▸ **What is needed**: The line containing "#[cfg(test)]" marks the end: output every line of the data up to it, and that line too, exactly as written.

▸ **Data extracts**:

• • •

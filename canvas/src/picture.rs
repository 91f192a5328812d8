//! Pictures and the recorder that produces them.
//!
//! A [`PictureRecorder`] is the drawing surface of an active view. Draw
//! calls flip their user coordinates with the view's `user_ymax`, lower the
//! request into [`Primitive`]s in the window frame, and count the discrete
//! graphical elements added. [`PictureRecorder::finish`] seals the result
//! into an immutable [`Picture`] carrying the view transform and clip
//! rectangle, so replay never consults live view state.
//!
//! DESIGN
//! ======
//! Every filled or stroked element becomes a [`Shape`] built from
//! [`PathOp`]s: rectangles, grid cells, and placed symbol copies included.
//! Surfaces therefore only need to handle two primitive kinds (paths and
//! text). Clipping can be toggled mid-recording, so primitives are grouped
//! into [`Layer`]s that share one clip flag.

#[cfg(test)]
#[path = "picture_test.rs"]
mod picture_test;

use tracing::debug;

use crate::attrs::{Brush, BrushStyle, CapStyle, Color, Font, JoinStyle, LineStyle, Pen};
use crate::consts::{SYMBOL_BOX, SYMBOL_PEN_WIDTH};
use crate::symbol::{PathOp, Symbol};
use crate::view::{Affine, Point, Rect, Sides, ViewGeometry};

/// Error returned by a draw call on the recorder.
#[derive(Debug, thiserror::Error)]
pub enum DrawError {
    #[error("no active view")]
    NoActiveView,
    #[error("fewer than two endpoints given ({0})")]
    TooFewPoints(usize),
    #[error("polygon has neither a fill nor an outline")]
    NoFillOrOutline,
    #[error("{dimension} of the rectangle is not positive ({value})")]
    NonPositiveDimension { dimension: &'static str, value: f64 },
    #[error("{which} is not a positive integer ({value})")]
    InvalidGrid { which: &'static str, value: f64 },
    #[error("not enough colors given: need {needed}, got {given}")]
    InsufficientColors { needed: usize, given: usize },
}

impl frames::ErrorCode for DrawError {
    fn error_code(&self) -> &'static str {
        match self {
            Self::NoActiveView => "E_NO_ACTIVE_VIEW",
            Self::TooFewPoints(_) => "E_TOO_FEW_POINTS",
            Self::NoFillOrOutline => "E_NO_FILL_OR_OUTLINE",
            Self::NonPositiveDimension { .. } => "E_NON_POSITIVE_DIMENSION",
            Self::InvalidGrid { .. } => "E_INVALID_GRID",
            Self::InsufficientColors { .. } => "E_INSUFFICIENT_COLORS",
        }
    }
}

// =============================================================================
// PRIMITIVES
// =============================================================================

/// A path filled with `brush` and then stroked with `pen`.
#[derive(Debug, Clone, PartialEq)]
pub struct Shape {
    pub ops: Vec<PathOp>,
    pub brush: Option<Brush>,
    pub pen: Option<Pen>,
}

/// A line of text whose baseline starts at `origin`.
#[derive(Debug, Clone, PartialEq)]
pub struct TextRun {
    pub text: String,
    pub font: Font,
    pub pen: Pen,
    pub origin: Point,
    /// Clockwise rotation about `origin`, in degrees.
    pub rotate: f64,
}

#[derive(Debug, Clone, PartialEq)]
pub enum Primitive {
    Shape(Shape),
    Text(TextRun),
}

/// Consecutive primitives recorded under the same clip setting.
#[derive(Debug, Clone, PartialEq)]
pub struct Layer {
    pub clipped: bool,
    pub primitives: Vec<Primitive>,
}

/// An immutable, replayable batch of primitives.
///
/// Coordinates are in the window frame; `transform` maps them to unscaled
/// device pixels and `clip` is the view rectangle in the same pixels.
#[derive(Debug, Clone, PartialEq)]
pub struct Picture {
    transform: Affine,
    clip: Rect,
    layers: Vec<Layer>,
}

impl Picture {
    #[must_use]
    pub fn transform(&self) -> Affine {
        self.transform
    }

    #[must_use]
    pub fn clip(&self) -> Rect {
        self.clip
    }

    #[must_use]
    pub fn layers(&self) -> &[Layer] {
        &self.layers
    }

    /// Number of recorded primitives across all layers.
    #[must_use]
    pub fn primitive_count(&self) -> usize {
        self.layers.iter().map(|layer| layer.primitives.len()).sum()
    }
}

/// Parameters a view was opened with, kept so it can be reopened.
#[derive(Debug, Clone, Copy, PartialEq)]
pub struct ViewRequest {
    pub frac: Sides,
    pub user: Sides,
    pub clip: bool,
}

// =============================================================================
// RECORDER
// =============================================================================

/// Mutable recording surface for one active view.
#[derive(Debug)]
pub struct PictureRecorder {
    geometry: ViewGeometry,
    clipped: bool,
    layers: Vec<Layer>,
    count: usize,
}

impl PictureRecorder {
    #[must_use]
    pub fn new(geometry: ViewGeometry, clip: bool) -> Self {
        Self { geometry, clipped: clip, layers: Vec::new(), count: 0 }
    }

    /// Discrete graphical elements drawn so far.
    #[must_use]
    pub fn count(&self) -> usize {
        self.count
    }

    #[must_use]
    pub fn geometry(&self) -> &ViewGeometry {
        &self.geometry
    }

    #[must_use]
    pub fn clipped(&self) -> bool {
        self.clipped
    }

    /// Enable or disable clipping for primitives drawn from now on.
    pub fn set_clip(&mut self, enabled: bool) {
        self.clipped = enabled;
    }

    fn push(&mut self, primitive: Primitive) {
        match self.layers.last_mut() {
            Some(layer) if layer.clipped == self.clipped => layer.primitives.push(primitive),
            _ => self.layers.push(Layer { clipped: self.clipped, primitives: vec![primitive] }),
        }
    }

    fn adjust_all(&self, points: &[Point]) -> Vec<Point> {
        points.iter().map(|p| self.geometry.adjust(*p)).collect()
    }

    /// Connected line segments through `points`.
    ///
    /// # Errors
    ///
    /// Returns [`DrawError::TooFewPoints`] for fewer than two points.
    pub fn draw_multiline(&mut self, points: &[Point], pen: Pen) -> Result<(), DrawError> {
        if points.len() < 2 {
            return Err(DrawError::TooFewPoints(points.len()));
        }
        let ops = polyline_ops(&self.adjust_all(points), false);
        self.push(Primitive::Shape(Shape { ops, brush: None, pen: Some(pen) }));
        self.count += 1;
        Ok(())
    }

    /// One copy of `symbol` centred on each point, scaled by `size / 100`.
    pub fn draw_points(&mut self, points: &[Point], symbol: Symbol, size: f64, color: Color) {
        let scale = size / SYMBOL_BOX;
        let (brush, pen) = if symbol.filled {
            (Some(Brush::solid(color)), None)
        } else {
            let pen = Pen {
                color,
                width: SYMBOL_PEN_WIDTH * scale,
                style: LineStyle::Solid,
                cap: CapStyle::Round,
                join: JoinStyle::Round,
            };
            (None, Some(pen))
        };
        for center in self.adjust_all(points) {
            let ops = symbol.ops.iter().map(|op| op.placed(center, scale)).collect();
            self.push(Primitive::Shape(Shape { ops, brush, pen }));
        }
        self.count += points.len();
    }

    /// Closed polygon through `points`.
    ///
    /// Without an outline the edge is drawn with a cosmetic pen in the fill
    /// color.
    ///
    /// # Errors
    ///
    /// Returns [`DrawError::NoFillOrOutline`] when neither a visible fill
    /// style nor an outline is given.
    pub fn draw_polygon(&mut self, points: &[Point], fill: Option<Brush>, outline: Option<Pen>) -> Result<(), DrawError> {
        let fill = fill.filter(|brush| brush.style != BrushStyle::NoBrush);
        let pen = match (outline, fill) {
            (Some(pen), _) => pen,
            (None, Some(brush)) => Pen::cosmetic(brush.color),
            (None, None) => return Err(DrawError::NoFillOrOutline),
        };
        let ops = polyline_ops(&self.adjust_all(points), true);
        self.push(Primitive::Shape(Shape { ops, brush: fill, pen: Some(pen) }));
        self.count += 1;
        Ok(())
    }

    /// Axis-aligned rectangle. Missing fill or outline draws nothing for
    /// that part.
    ///
    /// # Errors
    ///
    /// Returns [`DrawError::NonPositiveDimension`] when the sides are
    /// inverted or equal.
    pub fn draw_rectangle(&mut self, sides: &Sides, fill: Option<Brush>, outline: Option<Pen>) -> Result<(), DrawError> {
        let rect = self.window_rect(sides)?;
        self.push(Primitive::Shape(Shape { ops: rect_ops(rect), brush: fill, pen: outline }));
        self.count += 1;
        Ok(())
    }

    /// Rectangle split into a grid of solid cells.
    ///
    /// `colors` is column-major with the first row at the top. Row and
    /// column counts are rounded to the nearest integer.
    ///
    /// # Errors
    ///
    /// Returns [`DrawError::NonPositiveDimension`], [`DrawError::InvalidGrid`],
    /// or [`DrawError::InsufficientColors`]; nothing is recorded on error.
    pub fn draw_multicolor_rectangle(
        &mut self,
        sides: &Sides,
        numrows: f64,
        numcols: f64,
        colors: &[Color],
    ) -> Result<(), DrawError> {
        let rect = self.window_rect(sides)?;
        let rows = grid_count("numrows", numrows)?;
        let cols = grid_count("numcols", numcols)?;
        let needed = rows
            .checked_mul(cols)
            .ok_or(DrawError::InvalidGrid { which: "numrows * numcols", value: numrows * numcols })?;
        if colors.len() < needed {
            return Err(DrawError::InsufficientColors { needed, given: colors.len() });
        }

        #[allow(clippy::cast_precision_loss)]
        let (cell_width, cell_height) = (rect.width / cols as f64, rect.height / rows as f64);
        let mut cells = colors.iter();
        for col in 0..cols {
            for row in 0..rows {
                let Some(color) = cells.next() else { break };
                #[allow(clippy::cast_precision_loss)]
                let cell = Rect::new(
                    rect.x + col as f64 * cell_width,
                    rect.y + row as f64 * cell_height,
                    cell_width,
                    cell_height,
                );
                self.push(Primitive::Shape(Shape { ops: rect_ops(cell), brush: Some(Brush::solid(*color)), pen: None }));
            }
        }
        self.count += needed;
        Ok(())
    }

    /// Text with its baseline starting at `location`, or centred in the view
    /// when no location is given.
    pub fn draw_text(&mut self, text: &str, font: Option<Font>, pen: Option<Pen>, rotate: f64, location: Option<Point>) {
        let origin = match location {
            Some(p) => self.geometry.adjust(p),
            None => {
                debug!(text, "text without location placed at view centre");
                self.geometry.window.center()
            }
        };
        self.push(Primitive::Text(TextRun {
            text: text.to_owned(),
            font: font.unwrap_or_default(),
            pen: pen.unwrap_or(Pen::cosmetic(Color::BLACK)),
            origin,
            rotate,
        }));
        self.count += 1;
    }

    /// Seal the recording. Returns `None` when nothing was drawn.
    #[must_use]
    pub fn finish(self) -> Option<Picture> {
        if self.count == 0 {
            return None;
        }
        Some(Picture { transform: self.geometry.transform, clip: self.geometry.device, layers: self.layers })
    }

    fn window_rect(&self, sides: &Sides) -> Result<Rect, DrawError> {
        let top_left = self.geometry.adjust(Point::new(sides.left, sides.top));
        let bottom_right = self.geometry.adjust(Point::new(sides.right, sides.bottom));
        let width = bottom_right.x - top_left.x;
        if width.is_nan() || width <= 0.0 {
            return Err(DrawError::NonPositiveDimension { dimension: "width", value: width });
        }
        let height = bottom_right.y - top_left.y;
        if height.is_nan() || height <= 0.0 {
            return Err(DrawError::NonPositiveDimension { dimension: "height", value: height });
        }
        Ok(Rect::new(top_left.x, top_left.y, width, height))
    }
}

fn grid_count(which: &'static str, value: f64) -> Result<usize, DrawError> {
    let rounded = (value + 0.5).trunc();
    if rounded.is_nan() || rounded < 1.0 || rounded > f64::from(u32::MAX) {
        return Err(DrawError::InvalidGrid { which, value });
    }
    #[allow(clippy::cast_possible_truncation, clippy::cast_sign_loss)]
    Ok(rounded as usize)
}

fn polyline_ops(points: &[Point], closed: bool) -> Vec<PathOp> {
    let mut ops = Vec::with_capacity(points.len() + 1);
    let mut iter = points.iter();
    if let Some(first) = iter.next() {
        ops.push(PathOp::MoveTo(*first));
        ops.extend(iter.map(|p| PathOp::LineTo(*p)));
        if closed {
            ops.push(PathOp::Close);
        }
    }
    ops
}

/// Closed path around `rect`.
#[must_use]
pub fn rect_ops(rect: Rect) -> Vec<PathOp> {
    vec![
        PathOp::MoveTo(Point::new(rect.x, rect.y)),
        PathOp::LineTo(Point::new(rect.right(), rect.y)),
        PathOp::LineTo(Point::new(rect.right(), rect.bottom())),
        PathOp::LineTo(Point::new(rect.x, rect.bottom())),
        PathOp::Close,
    ]
}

• • •

▸ **Answer box**:
filename canvas/src/picture.rs
repository 91f192a5328812d8
//! Pictures and the recorder that produces them.
//!
//! A [`PictureRecorder`] is the drawing surface of an active view. Draw
//! calls flip their user coordinates with the view's `user_ymax`, lower the
//! request into [`Primitive`]s in the window frame, and count the discrete
//! graphical elements added. [`PictureRecorder::finish`] seals the result
//! into an immutable [`Picture`] carrying the view transform and clip
//! rectangle, so replay never consults live view state.
//!
//! DESIGN
//! ======
//! Every filled or stroked element becomes a [`Shape`] built from
//! [`PathOp`]s: rectangles, grid cells, and placed symbol copies included.
//! Surfaces therefore only need to handle two primitive kinds (paths and
//! text). Clipping can be toggled mid-recording, so primitives are grouped
//! into [`Layer`]s that share one clip flag.

#[cfg(test)]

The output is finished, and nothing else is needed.